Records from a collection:
###

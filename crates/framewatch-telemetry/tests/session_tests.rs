// Copyright 2025 eraflo
//
// Licensed under the Apache License, Version 2.0 (the "License");
// you may not use this file except in compliance with the License.
// You may obtain a copy of the License at
//
//     http://www.apache.org/licenses/LICENSE-2.0
//
// Unless required by applicable law or agreed to in writing, software
// distributed under the License is distributed on an "AS IS" BASIS,
// WITHOUT WARRANTIES OR CONDITIONS OF ANY KIND, either express or implied.
// See the License for the specific language governing permissions and
// limitations under the License.

//! Integration tests for the recording session lifecycle, driven frame by
//! frame the way a host application would.

mod common;

use std::fs;

use approx::assert_relative_eq;
use common::{config_in, FixedSource};
use framewatch_core::MetricCategories;
use framewatch_telemetry::{
    ConfigError, ExportError, ParsedArtifact, RecordingSession, SamplerConfig, SessionError,
    SessionState, StopReason, ViolationKind,
};

const DELTA: f64 = 0.0167;

fn run_frames(session: &mut RecordingSession, source: &FixedSource, frames: usize, delta: f64) {
    for _ in 0..frames {
        session
            .on_host_frame(delta, source)
            .expect("frame should not fail");
    }
}

fn artifact_count(dir: &std::path::Path) -> usize {
    fs::read_dir(dir).map(|entries| entries.count()).unwrap_or(0)
}

// ─────────────────────────────────────────────────────────────────────────────
// Sampling
// ─────────────────────────────────────────────────────────────────────────────

#[test]
fn test_frame_only_session_of_thirty_frames() {
    let dir = tempfile::tempdir().unwrap();
    let mut config = config_in(dir.path(), MetricCategories::EMPTY);
    config.profiling.sampling_interval = 10;
    let mut session = RecordingSession::new(config);
    let source = FixedSource::default();

    session.on_toggle_requested().unwrap();
    run_frames(&mut session, &source, 30, DELTA);

    let frames: Vec<u64> = session.samples().iter().map(|s| s.frame).collect();
    assert_eq!(frames, vec![10, 20, 30]);

    let outcome = session
        .on_toggle_requested()
        .unwrap()
        .expect("toggle while recording stops the session");
    assert_eq!(outcome.reason, StopReason::Manual);

    let text = fs::read_to_string(&outcome.artifact_path).unwrap();
    let lines: Vec<&str> = text.lines().collect();
    assert_eq!(lines.len(), 4);
    assert_eq!(lines[0], "Frame,Time (s),FPS,Frame Time (ms)");
    for row in &lines[1..] {
        let fields: Vec<&str> = row.split(',').collect();
        assert_eq!(fields.len(), 4, "row '{row}'");
        assert_eq!(fields[2], "59.88");
        assert_eq!(fields[3], "16.70");
    }
}

#[test]
fn test_sample_count_is_frames_divided_by_interval() {
    let source = FixedSource::default();
    for (frames, interval) in [(0, 1), (1, 1), (7, 3), (25, 5), (99, 10), (9, 10)] {
        let dir = tempfile::tempdir().unwrap();
        let mut config = config_in(dir.path(), MetricCategories::EMPTY);
        config.profiling.sampling_interval = interval;
        let mut session = RecordingSession::new(config);

        session.start_recording().unwrap();
        run_frames(&mut session, &source, frames, DELTA);

        assert_eq!(
            session.samples().len(),
            frames / interval as usize,
            "{frames} frames at interval {interval}"
        );
        assert_eq!(session.frame_counter(), frames as u64);
    }
}

#[test]
fn test_zero_delta_frames_record_zero_fps() {
    let dir = tempfile::tempdir().unwrap();
    let mut config = config_in(dir.path(), MetricCategories::EMPTY);
    config.profiling.sampling_interval = 1;
    let mut session = RecordingSession::new(config);

    session.start_recording().unwrap();
    run_frames(&mut session, &FixedSource::default(), 2, 0.0);
    let outcome = session.stop_recording().unwrap().unwrap();

    let text = fs::read_to_string(&outcome.artifact_path).unwrap();
    assert_eq!(
        text,
        "Frame,Time (s),FPS,Frame Time (ms)\n1,0.00,0.00,0.00\n2,0.00,0.00,0.00\n"
    );
    assert!(outcome.report.is_within_thresholds());
}

// ─────────────────────────────────────────────────────────────────────────────
// Lifecycle
// ─────────────────────────────────────────────────────────────────────────────

#[test]
fn test_restart_discards_previous_samples() {
    let dir = tempfile::tempdir().unwrap();
    let mut config = config_in(dir.path(), MetricCategories::ALL);
    config.profiling.sampling_interval = 2;
    let mut session = RecordingSession::new(config);
    let source = FixedSource::default();

    session.start_recording().unwrap();
    run_frames(&mut session, &source, 10, DELTA);
    session.stop_recording().unwrap();
    assert_eq!(session.samples().len(), 5);

    session.start_recording().unwrap();
    assert!(session.samples().is_empty());
    assert_eq!(session.frame_counter(), 0);

    run_frames(&mut session, &source, 4, DELTA);
    let frames: Vec<u64> = session.samples().iter().map(|s| s.frame).collect();
    assert_eq!(frames, vec![2, 4]);
    assert_relative_eq!(session.samples()[0].elapsed_secs, 2.0 * DELTA, epsilon = 1e-9);
}

#[test]
fn test_stop_while_idle_changes_nothing() {
    let dir = tempfile::tempdir().unwrap();
    let mut config = config_in(dir.path(), MetricCategories::EMPTY);
    config.profiling.sampling_interval = 1;
    let mut session = RecordingSession::new(config);

    assert!(session.stop_recording().unwrap().is_none());
    assert_eq!(artifact_count(dir.path()), 0);

    session.start_recording().unwrap();
    run_frames(&mut session, &FixedSource::default(), 3, DELTA);
    assert!(session.stop_recording().unwrap().is_some());
    assert_eq!(artifact_count(dir.path()), 1);

    assert!(session.stop_recording().unwrap().is_none());
    assert_eq!(session.samples().len(), 3);
    assert_eq!(artifact_count(dir.path()), 1);
}

#[test]
fn test_immediate_stop_writes_header_only() {
    let dir = tempfile::tempdir().unwrap();
    let mut session = RecordingSession::new(config_in(dir.path(), MetricCategories::ALL));

    session.on_toggle_requested().unwrap();
    let outcome = session.on_toggle_requested().unwrap().unwrap();

    let text = fs::read_to_string(&outcome.artifact_path).unwrap();
    assert_eq!(text, format!("{}\n", session.header()));
    assert_eq!(outcome.report.sample_count, 0);
}

#[test]
fn test_auto_stop_after_configured_duration() {
    let dir = tempfile::tempdir().unwrap();
    let mut config = config_in(dir.path(), MetricCategories::EMPTY);
    config.profiling.sampling_interval = 1;
    config.profiling.auto_stop_enabled = true;
    config.profiling.recording_duration_secs = 2.0;
    let mut session = RecordingSession::new(config);
    let source = FixedSource::default();

    // Idle frames before the start do not count against the duration.
    run_frames(&mut session, &source, 3, 0.5);
    session.start_recording().unwrap();

    let mut stopped_at = None;
    for frame in 1..=10 {
        if let Some(outcome) = session.on_host_frame(0.5, &source).unwrap() {
            stopped_at = Some((frame, outcome));
            break;
        }
    }

    let (frame, outcome) = stopped_at.expect("session should stop by itself");
    assert_eq!(frame, 4);
    assert_eq!(outcome.reason, StopReason::AutoStop);
    assert_eq!(session.state(), SessionState::Idle);
    assert!(session.elapsed_secs() >= 2.0);
    assert_eq!(session.samples().len(), 3);
    assert_eq!(artifact_count(dir.path()), 1);
}

#[test]
fn test_double_start_is_rejected_without_losing_samples() {
    let dir = tempfile::tempdir().unwrap();
    let mut config = config_in(dir.path(), MetricCategories::EMPTY);
    config.profiling.sampling_interval = 1;
    let mut session = RecordingSession::new(config);

    session.start_recording().unwrap();
    run_frames(&mut session, &FixedSource::default(), 2, DELTA);

    let err = session.start_recording().unwrap_err();
    assert!(matches!(err, SessionError::InvalidTransition { .. }));
    assert!(session.is_recording());
    assert_eq!(session.samples().len(), 2);
}

#[test]
fn test_malformed_template_refuses_to_start() {
    let dir = tempfile::tempdir().unwrap();
    let mut config = config_in(dir.path(), MetricCategories::EMPTY);
    config.profiling.output_file_name_template = "profile.csv".to_string();
    let mut session = RecordingSession::new(config);

    let err = session.on_toggle_requested().unwrap_err();
    assert!(matches!(
        err,
        SessionError::Config(ConfigError::InvalidFileNameTemplate { .. })
    ));
    assert_eq!(session.state(), SessionState::Idle);
}

// ─────────────────────────────────────────────────────────────────────────────
// Export and analysis
// ─────────────────────────────────────────────────────────────────────────────

#[test]
fn test_failed_export_keeps_samples_for_retry() {
    let dir = tempfile::tempdir().unwrap();
    let blocked = dir.path().join("profiles");
    fs::write(&blocked, "a file where the directory should be").unwrap();

    let mut config = config_in(&blocked, MetricCategories::EMPTY);
    config.profiling.sampling_interval = 1;
    let mut session = RecordingSession::new(config);

    session.start_recording().unwrap();
    run_frames(&mut session, &FixedSource::default(), 3, DELTA);

    let err = session.stop_recording().unwrap_err();
    assert!(matches!(err, SessionError::Export(ExportError::Io { .. })));
    assert_eq!(session.state(), SessionState::Idle);
    assert_eq!(session.samples().len(), 3);

    fs::remove_file(&blocked).unwrap();
    let path = session.export_last_session().unwrap();
    let parsed = ParsedArtifact::read(&path).unwrap();
    assert_eq!(parsed.samples.len(), 3);
}

#[test]
fn test_export_while_recording_is_rejected() {
    let dir = tempfile::tempdir().unwrap();
    let mut session = RecordingSession::new(config_in(dir.path(), MetricCategories::EMPTY));
    session.start_recording().unwrap();

    assert!(matches!(
        session.export_last_session(),
        Err(SessionError::InvalidTransition {
            state: SessionState::Recording,
            ..
        })
    ));
}

#[test]
fn test_exported_rows_parse_back_to_the_same_fields() {
    let dir = tempfile::tempdir().unwrap();
    let mut config = config_in(dir.path(), MetricCategories::ALL);
    config.profiling.sampling_interval = 5;
    let mut session = RecordingSession::new(config);
    let source = FixedSource::default();

    session.start_recording().unwrap();
    run_frames(&mut session, &source, 15, DELTA);
    let outcome = session.stop_recording().unwrap().unwrap();

    let parsed = ParsedArtifact::read(&outcome.artifact_path).unwrap();
    assert_eq!(&parsed.layout, session.layout());
    assert_eq!(parsed.samples.len(), session.samples().len());

    for (parsed, recorded) in parsed.samples.iter().zip(session.samples()) {
        assert_eq!(parsed.frame, recorded.frame);
        assert_eq!(parsed.categories(), recorded.categories());
        assert_relative_eq!(parsed.fps, recorded.fps, epsilon = 0.005);
        assert_relative_eq!(parsed.elapsed_secs, recorded.elapsed_secs, epsilon = 0.005);
        assert_eq!(parsed.draw_counters, recorded.draw_counters);
        assert_eq!(parsed.physics, recorded.physics);
        assert_eq!(parsed.quality, recorded.quality);
        assert_eq!(parsed.audio, recorded.audio);

        let memory = parsed.memory.unwrap();
        assert_relative_eq!(memory.allocated_mb, 300.0);
        assert_relative_eq!(memory.reserved_mb, 512.0);
        assert_relative_eq!(parsed.gpu_time_ms.unwrap(), 4.25);

        let timings = parsed.script_timings.as_ref().unwrap();
        assert_eq!(timings.len(), 2);
        assert_relative_eq!(timings.get("EnemyAi").unwrap(), 33.4, epsilon = 1e-9);
        assert_relative_eq!(timings.get("PlayerController").unwrap(), 16.7, epsilon = 1e-9);
    }
}

#[test]
fn test_analysis_report_written_when_enabled() {
    let dir = tempfile::tempdir().unwrap();
    let mut config = config_in(dir.path(), MetricCategories::DRAW_COUNTERS);
    config.profiling.sampling_interval = 1;
    config.profiling.write_analysis_report = true;
    config.thresholds.max_acceptable_draw_calls = 100;
    let mut session = RecordingSession::new(config);

    session.start_recording().unwrap();
    run_frames(&mut session, &FixedSource::default(), 3, DELTA);
    let outcome = session.stop_recording().unwrap().unwrap();

    assert_eq!(
        outcome
            .report
            .violations_of(ViolationKind::ExcessiveDrawCalls)
            .count(),
        3
    );
    assert_eq!(outcome.report.max_draw_calls, Some(140));

    let report_path = outcome.report_path.expect("report should be written");
    let json: serde_json::Value =
        serde_json::from_str(&fs::read_to_string(report_path).unwrap()).unwrap();
    assert_eq!(json["violations"][0]["kind"], "excessive_draw_calls");
    assert_eq!(json["violations"][0]["frame"], 1);
}

#[test]
fn test_session_driven_by_a_ron_config_file() {
    let dir = tempfile::tempdir().unwrap();
    let mut config = config_in(dir.path(), MetricCategories::AUDIO | MetricCategories::PHYSICS);
    config.profiling.sampling_interval = 3;
    let config_path = dir.path().join("sampler.ron");
    config.to_file(&config_path).unwrap();

    let loaded = SamplerConfig::from_file(&config_path).unwrap();
    assert_eq!(loaded, config);

    let mut session = RecordingSession::new(loaded);
    session.start_recording().unwrap();
    run_frames(&mut session, &FixedSource::default(), 6, DELTA);
    assert_eq!(
        session.header(),
        "Frame,Time (s),FPS,Frame Time (ms),\
         Physics Simulation Mode,Fixed Delta Time,Auto Simulation,\
         Audio Sample Rate,Speaker Mode,Audio Listener Volume"
    );
    assert_eq!(session.samples().len(), 2);
}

###

Task brief: Every line from the line containing "let err = session.stop_recording().unwrap_err();" through the line containing "fs::remove_file(&blocked).unwrap();" in the records above must be retyped exactly. Leave out the rest.

Final answer:
    let err = session.stop_recording().unwrap_err();
    assert!(matches!(err, SessionError::Export(ExportError::Io { .. })));
    assert_eq!(session.state(), SessionState::Idle);
    assert_eq!(session.samples().len(), 3);

    fs::remove_file(&blocked).unwrap();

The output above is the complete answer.